* [HOW TO COMPLETE THIS TASK]:
Tally the lines below containing the word "field" and give that total alone.

* [DATA EXTRACTS]:
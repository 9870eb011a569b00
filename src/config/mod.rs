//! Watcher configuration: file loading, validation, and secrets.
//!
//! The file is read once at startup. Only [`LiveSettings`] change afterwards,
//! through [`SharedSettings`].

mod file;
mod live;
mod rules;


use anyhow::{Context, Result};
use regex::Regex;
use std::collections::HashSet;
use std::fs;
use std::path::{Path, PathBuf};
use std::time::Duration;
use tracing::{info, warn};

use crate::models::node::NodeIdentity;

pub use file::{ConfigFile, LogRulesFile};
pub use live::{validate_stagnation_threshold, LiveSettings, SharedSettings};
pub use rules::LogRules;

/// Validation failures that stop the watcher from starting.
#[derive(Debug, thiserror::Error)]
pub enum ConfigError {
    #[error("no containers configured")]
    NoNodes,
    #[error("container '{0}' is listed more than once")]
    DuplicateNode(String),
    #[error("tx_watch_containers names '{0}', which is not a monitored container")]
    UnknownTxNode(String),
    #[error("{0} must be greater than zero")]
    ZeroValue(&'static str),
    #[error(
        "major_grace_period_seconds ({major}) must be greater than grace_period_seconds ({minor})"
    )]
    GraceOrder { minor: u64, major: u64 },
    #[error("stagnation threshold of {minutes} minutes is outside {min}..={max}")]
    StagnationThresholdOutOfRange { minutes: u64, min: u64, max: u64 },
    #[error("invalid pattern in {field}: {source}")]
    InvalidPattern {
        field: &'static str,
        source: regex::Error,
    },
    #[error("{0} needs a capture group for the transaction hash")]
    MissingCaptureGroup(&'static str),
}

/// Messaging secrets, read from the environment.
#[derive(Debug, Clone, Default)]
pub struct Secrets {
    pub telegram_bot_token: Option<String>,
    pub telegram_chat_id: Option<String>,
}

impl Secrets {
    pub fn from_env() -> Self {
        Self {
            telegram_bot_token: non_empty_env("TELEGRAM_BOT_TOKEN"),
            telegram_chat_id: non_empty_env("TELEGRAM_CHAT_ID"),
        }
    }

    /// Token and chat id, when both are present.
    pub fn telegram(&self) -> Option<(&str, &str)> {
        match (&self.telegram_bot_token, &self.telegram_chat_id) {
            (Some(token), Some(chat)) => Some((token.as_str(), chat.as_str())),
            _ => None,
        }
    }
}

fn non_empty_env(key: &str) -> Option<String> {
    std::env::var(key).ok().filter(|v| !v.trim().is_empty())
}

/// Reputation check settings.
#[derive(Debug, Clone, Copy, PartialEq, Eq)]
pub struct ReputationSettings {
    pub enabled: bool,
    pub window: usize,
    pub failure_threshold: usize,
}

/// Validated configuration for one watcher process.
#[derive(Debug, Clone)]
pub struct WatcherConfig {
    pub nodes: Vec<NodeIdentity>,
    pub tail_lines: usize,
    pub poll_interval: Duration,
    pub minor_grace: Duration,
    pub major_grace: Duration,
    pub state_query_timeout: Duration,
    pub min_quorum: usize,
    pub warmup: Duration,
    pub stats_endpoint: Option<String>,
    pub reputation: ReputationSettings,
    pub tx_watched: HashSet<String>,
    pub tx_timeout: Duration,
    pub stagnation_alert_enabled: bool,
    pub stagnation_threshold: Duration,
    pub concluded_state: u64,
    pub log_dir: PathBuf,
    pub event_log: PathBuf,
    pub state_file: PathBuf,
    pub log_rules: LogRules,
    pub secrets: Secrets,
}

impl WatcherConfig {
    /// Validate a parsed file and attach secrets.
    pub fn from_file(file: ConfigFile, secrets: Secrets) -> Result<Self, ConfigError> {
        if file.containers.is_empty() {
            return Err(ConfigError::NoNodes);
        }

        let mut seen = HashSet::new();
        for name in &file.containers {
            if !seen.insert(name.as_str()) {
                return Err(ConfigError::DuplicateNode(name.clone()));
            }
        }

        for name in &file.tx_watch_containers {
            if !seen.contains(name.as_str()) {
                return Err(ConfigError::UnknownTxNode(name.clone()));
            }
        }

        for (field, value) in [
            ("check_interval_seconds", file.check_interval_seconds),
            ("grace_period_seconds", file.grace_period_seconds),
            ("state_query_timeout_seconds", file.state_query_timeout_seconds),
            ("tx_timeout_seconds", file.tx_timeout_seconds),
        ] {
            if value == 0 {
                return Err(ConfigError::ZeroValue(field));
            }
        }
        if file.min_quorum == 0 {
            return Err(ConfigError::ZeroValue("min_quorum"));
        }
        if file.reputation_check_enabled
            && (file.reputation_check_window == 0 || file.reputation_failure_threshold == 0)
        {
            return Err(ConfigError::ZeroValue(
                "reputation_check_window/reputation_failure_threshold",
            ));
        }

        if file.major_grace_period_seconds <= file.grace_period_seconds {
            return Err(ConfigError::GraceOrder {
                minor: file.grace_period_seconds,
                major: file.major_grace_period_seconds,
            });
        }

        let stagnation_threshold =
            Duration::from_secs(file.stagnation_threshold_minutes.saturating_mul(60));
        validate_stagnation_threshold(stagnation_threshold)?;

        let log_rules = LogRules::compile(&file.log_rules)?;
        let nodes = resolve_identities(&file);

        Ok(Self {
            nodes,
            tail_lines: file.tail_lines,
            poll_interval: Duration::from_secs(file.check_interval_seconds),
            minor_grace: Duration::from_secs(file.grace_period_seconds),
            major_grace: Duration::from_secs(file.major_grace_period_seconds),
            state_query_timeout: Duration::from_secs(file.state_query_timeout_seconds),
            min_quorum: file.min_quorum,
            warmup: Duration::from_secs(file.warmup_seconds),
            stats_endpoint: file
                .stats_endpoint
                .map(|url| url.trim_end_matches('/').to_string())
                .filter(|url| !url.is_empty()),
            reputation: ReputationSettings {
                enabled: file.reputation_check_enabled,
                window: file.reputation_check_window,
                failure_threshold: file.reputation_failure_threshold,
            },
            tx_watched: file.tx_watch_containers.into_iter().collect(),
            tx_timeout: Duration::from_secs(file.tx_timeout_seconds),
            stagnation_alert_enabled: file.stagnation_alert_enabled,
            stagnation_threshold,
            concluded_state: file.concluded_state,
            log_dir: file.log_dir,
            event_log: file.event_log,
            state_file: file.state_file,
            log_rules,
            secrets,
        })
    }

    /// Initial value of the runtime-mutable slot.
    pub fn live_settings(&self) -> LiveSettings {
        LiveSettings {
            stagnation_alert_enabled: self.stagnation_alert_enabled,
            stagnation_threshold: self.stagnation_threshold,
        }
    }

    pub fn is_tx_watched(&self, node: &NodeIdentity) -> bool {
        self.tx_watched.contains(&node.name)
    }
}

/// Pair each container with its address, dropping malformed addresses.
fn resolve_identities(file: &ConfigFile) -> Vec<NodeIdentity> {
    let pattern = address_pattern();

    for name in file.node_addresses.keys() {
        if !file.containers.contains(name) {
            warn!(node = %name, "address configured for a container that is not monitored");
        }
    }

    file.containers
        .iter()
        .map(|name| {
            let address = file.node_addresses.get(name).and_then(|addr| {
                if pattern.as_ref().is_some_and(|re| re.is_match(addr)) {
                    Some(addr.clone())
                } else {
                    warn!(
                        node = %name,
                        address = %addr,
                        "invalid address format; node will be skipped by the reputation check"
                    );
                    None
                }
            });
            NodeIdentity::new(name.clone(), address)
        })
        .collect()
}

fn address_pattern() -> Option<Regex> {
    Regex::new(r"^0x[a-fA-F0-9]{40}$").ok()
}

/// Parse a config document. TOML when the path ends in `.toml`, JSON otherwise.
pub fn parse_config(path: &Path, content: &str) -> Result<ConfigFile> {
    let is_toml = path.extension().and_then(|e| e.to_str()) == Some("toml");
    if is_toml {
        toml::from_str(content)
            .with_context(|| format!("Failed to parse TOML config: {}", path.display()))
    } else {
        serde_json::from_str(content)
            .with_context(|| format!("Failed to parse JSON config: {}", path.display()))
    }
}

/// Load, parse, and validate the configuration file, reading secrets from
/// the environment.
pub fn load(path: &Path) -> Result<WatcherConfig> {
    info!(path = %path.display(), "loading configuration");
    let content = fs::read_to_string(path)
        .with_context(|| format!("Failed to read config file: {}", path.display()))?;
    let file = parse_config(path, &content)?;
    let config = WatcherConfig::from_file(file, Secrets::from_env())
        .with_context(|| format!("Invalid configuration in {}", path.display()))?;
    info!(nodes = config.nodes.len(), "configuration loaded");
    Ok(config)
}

* [RESPONSE TO THIS EXERCISE]:
4